* [TRY IT]: Once you reach the line containing "use crate::core::session::Session;" in the entries below, write out that line and each one after it down to the line containing "if io::stdin().read_line(&mut s).is_ok()", exactly and with nothing added.

* [MATERIAL SHOWN]:

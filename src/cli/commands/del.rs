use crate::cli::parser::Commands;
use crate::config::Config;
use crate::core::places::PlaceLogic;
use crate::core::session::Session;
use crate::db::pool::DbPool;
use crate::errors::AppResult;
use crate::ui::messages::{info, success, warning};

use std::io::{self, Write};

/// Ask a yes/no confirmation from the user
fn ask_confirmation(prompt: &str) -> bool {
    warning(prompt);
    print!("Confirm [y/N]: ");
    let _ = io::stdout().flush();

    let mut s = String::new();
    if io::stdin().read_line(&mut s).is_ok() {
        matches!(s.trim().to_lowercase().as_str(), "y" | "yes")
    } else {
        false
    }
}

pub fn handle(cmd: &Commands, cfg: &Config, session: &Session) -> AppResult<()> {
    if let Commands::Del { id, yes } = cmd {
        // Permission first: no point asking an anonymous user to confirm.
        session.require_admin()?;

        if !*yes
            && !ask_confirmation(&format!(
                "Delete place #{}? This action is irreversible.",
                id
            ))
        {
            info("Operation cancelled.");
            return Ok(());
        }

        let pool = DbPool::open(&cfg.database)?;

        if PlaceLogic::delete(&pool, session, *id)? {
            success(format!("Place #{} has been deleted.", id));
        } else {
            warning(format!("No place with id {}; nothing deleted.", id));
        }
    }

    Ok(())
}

* [RESPONSE FOR THIS EXERCISE]:
use crate::core::session::Session;
use crate::db::pool::DbPool;
use crate::errors::AppResult;
use crate::ui::messages::{info, success, warning};

use std::io::{self, Write};

/// Ask a yes/no confirmation from the user
fn ask_confirmation(prompt: &str) -> bool {
    warning(prompt);
    print!("Confirm [y/N]: ");
    let _ = io::stdout().flush();

    let mut s = String::new();
    if io::stdin().read_line(&mut s).is_ok() {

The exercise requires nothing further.